Last week, Mozilla announced the release of Lightbeam, a Firefox plugin that allows users to see not only the sites they visit, but also the third party sites that are tracking them on the web. Here is a screen shot of the last 10 sites I have visited and all the site those sites are connected to.
I love this tool for a number of reasons.
First, the obvious. It helps to make transparent all the sites I am actually “visiting” when I visit a website. In this day and age where privacy online is becoming more of an issue than ever before, it is important for people to know just how extensive the tracking of their behaviours is online. From what I have seen, Lightbeam doesn’t actually show you what information about you is being transmitted or tracked by those third party sites, just that there is tracking going on and with whom. But it is an important first step in understanding just how connected the web really is.
I’ll make the point, too, that just because you are unknowingly accessing third party websites while you view the web, it isn’t always to be tracked. As the development team suggests;
Third parties are an integral part of the way the Internet works today. However, when we’re unable to understand the value these companies provide and make informed choices about their data collection practices, the result is a steady erosion of trust for all stakeholders.
A tool like Lightbeam helps to make conversations about privacy and sharing of data more nuanced. Rather than painting all the third party connections with the same negative brush, I think it is important for us to have more specific conversations around the idea that maybe there are positives to having these invisible connections occurring behind the scenes. For example, many of the interactive features of the modern web require code libraries pulled from third-party sites.
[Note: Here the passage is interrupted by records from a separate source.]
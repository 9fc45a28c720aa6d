//! TradingView earnings calendar.
//!
//! Page: `https://www.tradingview.com/markets/stocks-usa/earnings/`
//! Rows are `.tv-data-table__row`; each cell carries a `data-field-key`
//! naming the column.

use anyhow::Result;
use scraper::{ElementRef, Html};
use std::collections::HashSet;
use std::time::Duration;

use super::normalize::{clean_ticker, clean_value, parse_market_cap};
use super::{css, first_text, open_page, release, PageDriver};
use crate::types::{EarningsRecord, Extraction, ReportTime};

pub const EARNINGS_URL: &str = "https://www.tradingview.com/markets/stocks-usa/earnings/";

const TABLE: &str = ".tv-data-table";
const ROW: &str = ".tv-data-table__row";
const TICKER: &str = "[data-field-key='name']";
const MARKET_CAP: &str = "[data-field-key='market_cap_basic']";
const EPS: &str = "[data-field-key='earnings_per_share_forecast_next_fq']";
const REVENUE: &str = "[data-field-key='revenue_forecast_next_fq']";
const TIME: &str = "[data-field-key='earnings_release_next_time']";

/// Extract every row of a rendered earnings calendar.
pub fn parse_earnings_table(html: &str) -> Result<Vec<Extraction<EarningsRecord>>> {
    let doc = Html::parse_document(html);
    let row_sel = css(ROW)?;
    let fields = Fields {
        ticker: css(TICKER)?,
        market_cap: css(MARKET_CAP)?,
        eps: css(EPS)?,
        revenue: css(REVENUE)?,
        time: css(TIME)?,
    };

    let mut seen = HashSet::new();
    let rows = doc
        .select(&row_sel)
        .enumerate()
        .map(|(idx, row)| match fields.extract(idx, row) {
            Extraction::Extracted(rec) if !seen.insert(rec.ticker.clone()) => {
                Extraction::skipped(idx, format!("duplicate ticker {}", rec.ticker))
            }
            other => other,
        })
        .collect();
    Ok(rows)
}

struct Fields {
    ticker: scraper::Selector,
    market_cap: scraper::Selector,
    eps: scraper::Selector,
    revenue: scraper::Selector,
    time: scraper::Selector,
}

impl Fields {
    fn extract(&self, idx: usize, row: ElementRef<'_>) -> Extraction<EarningsRecord> {
        let Some(raw_ticker) = first_text(row, &self.ticker) else {
            return Extraction::skipped(idx, "ticker cell not found");
        };
        let Some(ticker) = clean_ticker(&raw_ticker) else {
            return Extraction::skipped(idx, format!("unusable ticker text {raw_ticker:?}"));
        };

        let market_cap = clean_value(&first_text(row, &self.market_cap).unwrap_or_default());
        let market_cap_value = parse_market_cap(&market_cap);

        // The time column is an icon; its label lives in the title attribute.
        let time = row
            .select(&self.time)
            .next()
            .map(|el| {
                el.value()
                    .attr("title")
                    .map(str::to_string)
                    .unwrap_or_else(|| super::cell_text(el))
            })
            .map(|label| ReportTime::from_label(&label))
            .unwrap_or(ReportTime::Unspecified);

        Extraction::Extracted(EarningsRecord {
            ticker,
            eps_estimate: clean_value(&first_text(row, &self.eps).unwrap_or_default()),
            revenue_forecast: clean_value(&first_text(row, &self.revenue).unwrap_or_default()),
            market_cap,
            market_cap_value,
            time,
        })
    }
}

/// Load the earnings calendar and extract its rows.
pub async fn fetch_earnings(
    driver: &dyn PageDriver,
    timeout: Duration,
) -> Result<Vec<Extraction<EarningsRecord>>> {
    let mut session = open_page(driver, EARNINGS_URL, TABLE, timeout).await?;
    let html = session.html().await;
    release(session, EARNINGS_URL).await;
    parse_earnings_table(&html?)
}
//! Posting and timeline access.
//!
//! Defines the `Publisher` and `TimelineReader` traits, the Twitter v2
//! client that implements both, and a dry-run publisher that only logs.

pub mod format;
pub mod oauth;
pub mod twitter;

use anyhow::Result;
use async_trait::async_trait;
use serde::{Deserialize, Serialize};
use tracing::{info, warn};
use uuid::Uuid;

/// Platform character ceiling for one post.
pub const MAX_POST_CHARS: usize = 280;

/// Result of a successful publish.
#[derive(Debug, Clone, PartialEq, Serialize, Deserialize)]
pub struct PostReceipt {
    pub id: String,
    pub text: String,
}

impl PostReceipt {
    /// Receipt for a post that was logged instead of sent.
    pub fn dry_run(text: &str) -> Self {
        Self {
            id: format!("dry-run-{}", Uuid::new_v4()),
            text: text.to_string(),
        }
    }

    pub fn is_dry_run(&self) -> bool {
        self.id.starts_with("dry-run-")
    }
}

/// Something that can publish a text post.
#[cfg_attr(test, mockall::automock)]
#[async_trait]
pub trait Publisher: Send + Sync {
    async fn publish(&self, text: &str) -> Result<PostReceipt>;
}

/// Read access to another account's timeline.
#[cfg_attr(test, mockall::automock)]
#[async_trait]
pub trait TimelineReader: Send + Sync {
    /// Numeric user ID for `username`, `None` if the account does not exist.
    async fn user_id(&self, username: &str) -> Result<Option<String>>;

    /// ID of the most recent post by `user_id`, `None` if there are none.
    async fn latest_post_id(&self, user_id: &str) -> Result<Option<String>>;
}

/// Logs posts instead of sending them.
#[derive(Debug, Default, Clone)]
pub struct DryRunPublisher;

#[async_trait]
impl Publisher for DryRunPublisher {
    async fn publish(&self, text: &str) -> Result<PostReceipt> {
        let receipt = PostReceipt::dry_run(text);
        info!(post_id = %receipt.id, chars = text.chars().count(), "[DRY RUN] Would post:\n{text}");
        Ok(receipt)
    }
}

/// Trim `text` to `MAX_POST_CHARS`, dropping whole trailing lines where
/// possible and hard-cutting with an ellipsis otherwise.
pub fn clamp_to_limit(text: &str) -> String {
    if text.chars().count() <= MAX_POST_CHARS {
        return text.to_string();
    }
    warn!(
        chars = text.chars().count(),
        limit = MAX_POST_CHARS,
        "Post too long, trimming"
    );

    let mut out = String::new();
    let mut used = 0;
    for line in text.lines() {
        let cost = line.chars().count() + usize::from(!out.is_empty());
        if used + cost > MAX_POST_CHARS {
            break;
        }
        if !out.is_empty() {
            out.push('\n');
        }
        out.push_str(line);
        used += cost;
    }

    let out = out.trim_end().to_string();
    if !out.is_empty() {
        return out;
    }
    let mut cut: String = text.chars().take(MAX_POST_CHARS - 1).collect();
    cut.push('…');
    cut
}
Is that Google connection to track you for advertising purposes, or is it to pull a font from the Google fonts collection to make the site you are on work better for you? These are important distinctions.
The second thing I love about Lightbeam is that it is a great web literacy educational tool, and extends the excellent work Mozilla is doing around web literacy by helping people understand how the web works. As building the web becomes more complicated, and the mechanisms of how the web gets built gets more obfuscated under the guise of “user-friendly” or “easy” (by no means are those neccesarily bad qualities, but obscuring qualities nonetheless), it is important that we don’t surrender the control we have over the web for the sake of convenience. Lightbeam represents a deeper dive for Mozilla into digital and web literacy than X-Ray Goggles or Thimble, but like those Webmaker tools Lightbeam exposes the inner workings of the web. Lightbeam, like the Webmaker initiative, are powerful tools to help educate people on how the web works.
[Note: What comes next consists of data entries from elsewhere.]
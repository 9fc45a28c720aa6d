//! TICKERTAPE — scheduled market-data scraper and posting bot
//!
//! Entry point. Loads configuration, initialises structured logging,
//! wires the scrapers, data clients and publisher into the job pipeline,
//! registers the daily schedule and runs the dispatch loop with graceful
//! shutdown.

use anyhow::Result;
use chrono::Local;
use std::sync::Arc;
use std::time::Duration;
use tracing::{info, warn};

use tickertape::config;
use tickertape::data::coingecko::CoinGeckoClient;
use tickertape::data::edgar::EdgarClient;
use tickertape::engine::jobs::{Deps, Pipeline, PipelineJob, Settings};
use tickertape::engine::scheduler::{Scheduler, TickReport};
use tickertape::scrape::browser::ChromeDriver;
use tickertape::storage::Checkpoint;
use tickertape::tweet::twitter;

const BANNER: &str = r#"
 _____ ___ ____ _  _______ ____ _____  _    ____  _____
|_   _|_ _/ ___| |/ / ____|  _ \_   _|/ \  |  _ \| ____|
  | |  | | |   | ' /|  _| | |_) || | / _ \ | |_) |  _|
  | |  | | |___| . \| |___|  _ < | |/ ___ \|  __/| |___
  |_| |___\____|_|\_\_____|_| \_\|_/_/   \_\_|   |_____|

  Scheduled market-data scraper and posting bot
  v0.1.0
"#;

#[tokio::main]
async fn main() -> Result<()> {
    // Load .env file if present (non-fatal if missing)
    let _ = dotenv::dotenv();

    // Load configuration from TOML
    let cfg = config::AppConfig::load("config.toml")?;

    // Initialise structured logging
    init_logging();

    println!("{BANNER}");
    info!(
        bot_name = %cfg.bot.name,
        tick_interval_secs = cfg.bot.tick_interval_secs,
        jobs = cfg.schedule.len(),
        dry_run = cfg.twitter.dry_run,
        "TICKERTAPE starting up"
    );

    // -- Initialise components -------------------------------------------

    let http_timeout = Duration::from_secs(cfg.endpoints.http_timeout_secs);
    let crypto = CoinGeckoClient::new(&cfg.endpoints.coingecko_base_url, http_timeout)?;
    let filings = EdgarClient::new(
        &cfg.endpoints.sec_www_base_url,
        &cfg.endpoints.sec_data_base_url,
        &cfg.endpoints.sec_user_agent,
        http_timeout,
    )?;

    // Publisher and timeline reader share one client when credentials exist
    let (publisher, timeline) = twitter::connect(&cfg.twitter);

    let deps = Deps {
        driver: Arc::new(ChromeDriver::new(cfg.browser.clone())),
        publisher,
        timeline,
        crypto: Arc::new(crypto),
        filings: Arc::new(filings),
        checkpoint: Checkpoint::new(&cfg.bot.checkpoint_file),
    };
    let pipeline = Arc::new(Pipeline::new(deps, Settings::from_config(&cfg)?));

    // -- Schedule --------------------------------------------------------

    let now = Local::now().naive_local();
    let mut scheduler = Scheduler::new();
    for entry in &cfg.schedule {
        let job = PipelineJob::new(&entry.name, entry.job.clone(), pipeline.clone());
        scheduler.every_day_at(entry.time()?, Box::new(job), now);
    }
    if scheduler.is_empty() {
        warn!("Schedule is empty, nothing will be posted");
    }

    // -- Main loop -------------------------------------------------------

    let mut interval = tokio::time::interval(Duration::from_secs(cfg.bot.tick_interval_secs));
    let shutdown = tokio::signal::ctrl_c();
    tokio::pin!(shutdown);

    info!(
        interval_secs = cfg.bot.tick_interval_secs,
        next_run = ?scheduler.next_run(),
        "Entering main loop. Press Ctrl+C to stop."
    );

    loop {
        tokio::select! {
            _ = interval.tick() => {
                let report = scheduler.run_pending(Local::now().naive_local()).await;
                log_tick_report(&report, &scheduler);
            }
            _ = &mut shutdown => {
                info!("Shutdown signal received.");
                break;
            }
        }
    }

    info!("TICKERTAPE shut down cleanly.");
    Ok(())
}

/// Log a summary of a tick that ran at least one job.
fn log_tick_report(report: &TickReport, scheduler: &Scheduler) {
    if report.ran.is_empty() {
        return;
    }
    info!(
        jobs = ?report.ran,
        published = report.published,
        quiet = report.quiet,
        failed = report.failed,
        next_run = ?scheduler.next_run(),
        "Tick complete"
    );
}

/// Initialise the `tracing` subscriber.
fn init_logging() {
    use tracing_subscriber::{fmt, EnvFilter};

    let env_filter = EnvFilter::try_from_default_env()
        .unwrap_or_else(|_| EnvFilter::new("tickertape=info"));

    let json_logging = std::env::var("TICKERTAPE_LOG_JSON").is_ok();

    if json_logging {
        fmt()
            .json()
            .with_env_filter(env_filter)
            .with_target(true)
            .with_thread_ids(true)
            .init();
    } else {
        fmt()
            .with_env_filter(env_filter)
            .with_target(true)
            .init();
    }
}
Third, Lightbeam is an excellent example of an authentic learning exercise. Authentic learning (Educause PDF) exercises place a great deal of emphasis on having students work on real-world, complex problems and solutions, and I cannot think of anything more complex than the world of online privacy these days. Lightbeam was developed as a partnership between Mozilla and a research team at Emily Carr University of Art & Design in Vancouver that was made up primarily of students. They have created an important (and beautiful) tool that is relevant, timely, and has real world applications.
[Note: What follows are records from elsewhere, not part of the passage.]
//! OAuth 1.0a request signing (HMAC-SHA1), user context.
//!
//! Only what posting needs: percent-encode, build the signature base
//! string, sign, and render the `Authorization` header. JSON bodies are
//! not part of the signature; query parameters are, and callers pass them
//! as `extra`.

use anyhow::{anyhow, Result};
use base64::{engine::general_purpose::STANDARD, Engine as _};
use hmac::{Hmac, Mac};
use secrecy::{ExposeSecret, SecretString};
use sha1::Sha1;
use uuid::Uuid;

type HmacSha1 = Hmac<Sha1>;

const SIGNATURE_METHOD: &str = "HMAC-SHA1";
const VERSION: &str = "1.0";

/// Consumer and access-token credentials of the posting account.
#[derive(Clone)]
pub struct OAuthCredentials {
    pub consumer_key: String,
    pub consumer_secret: SecretString,
    pub token: String,
    pub token_secret: SecretString,
}

impl std::fmt::Debug for OAuthCredentials {
    fn fmt(&self, f: &mut std::fmt::Formatter<'_>) -> std::fmt::Result {
        f.debug_struct("OAuthCredentials")
            .field("consumer_key", &self.consumer_key)
            .field("token", &self.token)
            .finish_non_exhaustive()
    }
}

fn enc(s: &str) -> String {
    urlencoding::encode(s).into_owned()
}

/// Signature base string: `METHOD&url&params`, params sorted after encoding.
pub fn base_string(method: &str, url: &str, params: &[(String, String)]) -> String {
    let mut encoded: Vec<(String, String)> =
        params.iter().map(|(k, v)| (enc(k), enc(v))).collect();
    encoded.sort();
    let joined = encoded
        .iter()
        .map(|(k, v)| format!("{k}={v}"))
        .collect::<Vec<_>>()
        .join("&");
    format!("{}&{}&{}", method.to_uppercase(), enc(url), enc(&joined))
}

/// Base64 HMAC-SHA1 of the base string, keyed by both secrets.
pub fn sign(base: &str, consumer_secret: &str, token_secret: &str) -> Result<String> {
    let key = format!("{}&{}", enc(consumer_secret), enc(token_secret));
    let mut mac = HmacSha1::new_from_slice(key.as_bytes())
        .map_err(|e| anyhow!("Invalid signing key: {e}"))?;
    mac.update(base.as_bytes());
    Ok(STANDARD.encode(mac.finalize().into_bytes()))
}

/// `Authorization` header value for one request.
pub fn authorization_header(
    creds: &OAuthCredentials,
    method: &str,
    url: &str,
    extra: &[(String, String)],
    nonce: &str,
    timestamp: i64,
) -> Result<String> {
    let mut oauth = vec![
        ("oauth_consumer_key".to_string(), creds.consumer_key.clone()),
        ("oauth_nonce".to_string(), nonce.to_string()),
        ("oauth_signature_method".to_string(), SIGNATURE_METHOD.to_string()),
        ("oauth_timestamp".to_string(), timestamp.to_string()),
        ("oauth_token".to_string(), creds.token.clone()),
        ("oauth_version".to_string(), VERSION.to_string()),
    ];

    let mut all = oauth.clone();
    all.extend_from_slice(extra);
    let signature = sign(
        &base_string(method, url, &all),
        creds.consumer_secret.expose_secret(),
        creds.token_secret.expose_secret(),
    )?;
    oauth.push(("oauth_signature".to_string(), signature));
    oauth.sort();

    let fields = oauth
        .iter()
        .map(|(k, v)| format!("{}=\"{}\"", enc(k), enc(v)))
        .collect::<Vec<_>>()
        .join(", ");
    Ok(format!("OAuth {fields}"))
}

/// Random alphanumeric nonce.
pub fn nonce() -> String {
    Uuid::new_v4().simple().to_string()
}
//! End-to-end tests: jobs run through the real pipeline against a fake
//! browser, a recording publisher and stub data feeds.

mod mock_driver;
mod pipeline;
//! Twitter API v2 client.
//!
//! Base URL: https://api.twitter.com
//! Posting: `POST /2/tweets`, OAuth 1.0a user context.
//! Reading: `GET /2/users/by/username/{u}` and `GET /2/users/{id}/tweets`,
//! app-only bearer token.

use anyhow::{Context, Result};
use async_trait::async_trait;
use reqwest::Client;
use secrecy::{ExposeSecret, SecretString};
use serde::Deserialize;
use std::time::Duration;
use std::sync::Arc;
use tracing::{debug, info, warn};

use super::oauth::{self, OAuthCredentials};
use super::{DryRunPublisher, PostReceipt, Publisher, TimelineReader};
use crate::config::{AppConfig, TwitterConfig};
use crate::types::BotError;

/// Posts fetched when looking for the latest one (API minimum is 5).
const TIMELINE_PAGE: u32 = 5;

// ---------------------------------------------------------------------------
// API response types
// ---------------------------------------------------------------------------

#[derive(Debug, Deserialize)]
struct Envelope<T> {
    data: Option<T>,
}

#[derive(Debug, Deserialize)]
struct CreatedPost {
    id: String,
    text: String,
}

#[derive(Debug, Deserialize)]
struct User {
    id: String,
}

#[derive(Debug, Deserialize)]
struct TimelinePost {
    id: String,
}

// ---------------------------------------------------------------------------
// Client
// ---------------------------------------------------------------------------

pub struct TwitterClient {
    http: Client,
    base_url: String,
    oauth: OAuthCredentials,
    bearer: Option<SecretString>,
}

impl TwitterClient {
    /// `bearer` is only needed for timeline reads; posting uses `oauth`.
    pub fn new(
        base_url: &str,
        oauth: OAuthCredentials,
        bearer: Option<SecretString>,
    ) -> Result<Self> {
        let http = Client::builder()
            .timeout(Duration::from_secs(20))
            .user_agent("TICKERTAPE/0.1.0 (market-bot)")
            .build()
            .context("Failed to build HTTP client for Twitter")?;

        Ok(Self {
            http,
            base_url: base_url.trim_end_matches('/').to_string(),
            oauth,
            bearer,
        })
    }

    /// Build a client from the env vars named in `cfg`.
    /// Fails if any of the four OAuth credentials is missing. A missing
    /// bearer token only disables timeline reads.
    pub fn from_env(cfg: &TwitterConfig) -> Result<Self> {
        let oauth = OAuthCredentials {
            consumer_key: AppConfig::resolve_env(&cfg.api_key_env)?,
            consumer_secret: SecretString::new(AppConfig::resolve_env(&cfg.api_secret_env)?),
            token: AppConfig::resolve_env(&cfg.access_token_env)?,
            token_secret: SecretString::new(AppConfig::resolve_env(&cfg.access_token_secret_env)?),
        };
        let bearer = AppConfig::resolve_env(&cfg.bearer_token_env).ok().map(SecretString::new);
        Self::new(&cfg.base_url, oauth, bearer)
    }

    /// Whether a bearer token is configured for timeline reads.
    pub fn can_read_timeline(&self) -> bool {
        self.bearer.is_some()
    }

    async fn get_json<T: for<'de> Deserialize<'de>>(&self, url: &str) -> Result<Envelope<T>> {
        let bearer = self
            .bearer
            .as_ref()
            .ok_or_else(|| BotError::Config("no Twitter bearer token for timeline reads".into()))?;

        debug!(url, "Twitter GET");
        let resp = self
            .http
            .get(url)
            .bearer_auth(bearer.expose_secret())
            .send()
            .await
            .map_err(|e| BotError::fetch(url, e))?;

        if !resp.status().is_success() {
            let status = resp.status();
            let body = resp.text().await.unwrap_or_default();
            return Err(BotError::fetch(url, format!("HTTP {status}: {body}")).into());
        }

        resp.json()
            .await
            .with_context(|| format!("Failed to parse Twitter response from {url}"))
    }
}

#[async_trait]
impl Publisher for TwitterClient {
    async fn publish(&self, text: &str) -> Result<PostReceipt> {
        let url = format!("{}/2/tweets", self.base_url);
        let auth = oauth::authorization_header(
            &self.oauth,
            "POST",
            &url,
            &[],
            &oauth::nonce(),
            chrono::Utc::now().timestamp(),
        )?;

        let resp = self
            .http
            .post(&url)
            .header(reqwest::header::AUTHORIZATION, auth)
            .json(&serde_json::json!({ "text": text }))
            .send()
            .await
            .map_err(|e| BotError::Publish(e.to_string()))?;

        if !resp.status().is_success() {
            let status = resp.status();
            let body = resp.text().await.unwrap_or_default();
            return Err(BotError::Publish(format!("HTTP {status}: {body}")).into());
        }

        let created: Envelope<CreatedPost> = resp
            .json()
            .await
            .context("Failed to parse create-post response")?;
        let post = created
            .data
            .ok_or_else(|| BotError::Publish("response carried no post".into()))?;

        info!(post_id = %post.id, "Post published");
        Ok(PostReceipt { id: post.id, text: post.text })
    }
}

#[async_trait]
impl TimelineReader for TwitterClient {
    async fn user_id(&self, username: &str) -> Result<Option<String>> {
        let url = format!(
            "{}/2/users/by/username/{}",
            self.base_url,
            urlencoding::encode(username)
        );
        let user: Envelope<User> = self.get_json(&url).await?;
        Ok(user.data.map(|u| u.id))
    }

    async fn latest_post_id(&self, user_id: &str) -> Result<Option<String>> {
        let url = format!(
            "{}/2/users/{}/tweets?max_results={TIMELINE_PAGE}",
            self.base_url,
            urlencoding::encode(user_id)
        );
        let posts: Envelope<Vec<TimelinePost>> = self.get_json(&url).await?;
        Ok(posts.data.and_then(|p| p.into_iter().next()).map(|p| p.id))
    }
}

/// Publisher and optional timeline reader for `cfg`.
///
/// Posting needs the four OAuth secrets and falls back to dry-run without
/// them. The timeline reader additionally needs the bearer token.
pub fn connect(cfg: &TwitterConfig) -> (Arc<dyn Publisher>, Option<Arc<dyn TimelineReader>>) {
    let client = match TwitterClient::from_env(cfg) {
        Ok(client) => Arc::new(client),
        Err(e) => {
            warn!(error = %e, "Twitter OAuth credentials incomplete, running in dry-run mode");
            return (Arc::new(DryRunPublisher), None);
        }
    };

    let timeline: Option<Arc<dyn TimelineReader>> = if client.can_read_timeline() {
        Some(client.clone() as Arc<dyn TimelineReader>)
    } else {
        warn!(env = %cfg.bearer_token_env, "No bearer token, timeline-triggered jobs will stay quiet");
        None
    };

    let publisher: Arc<dyn Publisher> = if cfg.dry_run {
        info!("Dry-run enabled, posts will only be logged");
        Arc::new(DryRunPublisher)
    } else {
        client as Arc<dyn Publisher>
    };
    (publisher, timeline)
}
Finally, Lightbeam is another reminder of how powerful the iterative web enabled by open licenses can be. I’ve been jazzed lately by the idea of generativity and the generative web, and just how critical open licenses are for driving iterative, collaborative development. Lightbeam was based on a previous FF plugin called Collusion developed by Atul Varma. It was first released as an independent project by Varma (who now works at Mozilla). Because it was released with an open source license, Mozilla and Emily Carr were able to pick up the project and build upon the excellent work of the original plugin. Open licenses made the refinement of Collusion possible.